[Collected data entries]
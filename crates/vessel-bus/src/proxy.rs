//! Client-side proxy for request/reply services on the bus.

use std::sync::Arc;

use vessel_core::{AsyncHandle, WorkerExecutor};

use crate::bus::EventBus;
use crate::error::BusFailure;
use crate::message::{Body, DeliveryOptions, Message};

/// Sends requests to one service address.
///
/// [`call`](Self::call) exposes the reply as an [`AsyncHandle`] completed on
/// the event loop. [`call_with`](Self::call_with) hands the reply to a callback
/// that runs on the worker pool, so it may block.
#[derive(Clone)]
pub struct ServiceProxy {
    address: String,
    options: DeliveryOptions,
    bus: Arc<dyn EventBus>,
    executor: WorkerExecutor,
}

impl ServiceProxy {
    pub fn new(address: impl Into<String>, bus: Arc<dyn EventBus>, executor: WorkerExecutor) -> Self {
        Self {
            address: address.into(),
            options: DeliveryOptions::default(),
            bus,
            executor,
        }
    }

    pub fn with_delivery_options(mut self, options: DeliveryOptions) -> Self {
        self.options = options;
        self
    }

    pub fn address(&self) -> &str {
        &self.address
    }

    pub fn delivery_options(&self) -> &DeliveryOptions {
        &self.options
    }

    /// Sends a request and returns the reply as a handle.
    pub fn call(&self, body: impl Into<Body>) -> AsyncHandle<Message> {
        let bus = Arc::clone(&self.bus);
        let address = self.address.clone();
        let options = self.options.clone();
        let body = body.into();
        self.executor.run_async(async move {
            bus.request(&address, body, options).await.map_err(Into::into)
        })
    }

    /// Sends a request; `on_reply` runs on the worker pool.
    pub fn call_with<F>(&self, body: impl Into<Body>, on_reply: F)
    where
        F: FnOnce(Result<Message, BusFailure>) + Send + 'static,
    {
        let bus = Arc::clone(&self.bus);
        let executor = self.executor.clone();
        let address = self.address.clone();
        let options = self.options.clone();
        let body = body.into();
        self.executor.handle().spawn(async move {
            let reply = bus.request(&address, body, options).await;
            executor.run_blocking(move || {
                on_reply(reply);
                Ok(())
            });
        });
    }
}

impl std::fmt::Debug for ServiceProxy {
    fn fmt(&self, f: &mut std::fmt::Formatter<'_>) -> std::fmt::Result {
        f.debug_struct("ServiceProxy")
            .field("address", &self.address)
            .field("options", &self.options)
            .finish_non_exhaustive()
    }
}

YOUR OBJECTIVE —
Extract every line from the one containing "pub fn delivery_options(&self)" to the end of the entries, including both of those lines, exactly as given and with nothing added.

ANSWER SPACE —
    pub fn delivery_options(&self) -> &DeliveryOptions {
        &self.options
    }

    /// Sends a request and returns the reply as a handle.
    pub fn call(&self, body: impl Into<Body>) -> AsyncHandle<Message> {
        let bus = Arc::clone(&self.bus);
        let address = self.address.clone();
        let options = self.options.clone();
        let body = body.into();
        self.executor.run_async(async move {
            bus.request(&address, body, options).await.map_err(Into::into)
        })
    }

    /// Sends a request; `on_reply` runs on the worker pool.
    pub fn call_with<F>(&self, body: impl Into<Body>, on_reply: F)
    where
        F: FnOnce(Result<Message, BusFailure>) + Send + 'static,
    {
        let bus = Arc::clone(&self.bus);
        let executor = self.executor.clone();
        let address = self.address.clone();
        let options = self.options.clone();
        let body = body.into();
        self.executor.handle().spawn(async move {
            let reply = bus.request(&address, body, options).await;
            executor.run_blocking(move || {
                on_reply(reply);
                Ok(())
            });
        });
    }
}

impl std::fmt::Debug for ServiceProxy {
    fn fmt(&self, f: &mut std::fmt::Formatter<'_>) -> std::fmt::Result {
        f.debug_struct("ServiceProxy")
            .field("address", &self.address)
            .field("options", &self.options)
            .finish_non_exhaustive()
    }
}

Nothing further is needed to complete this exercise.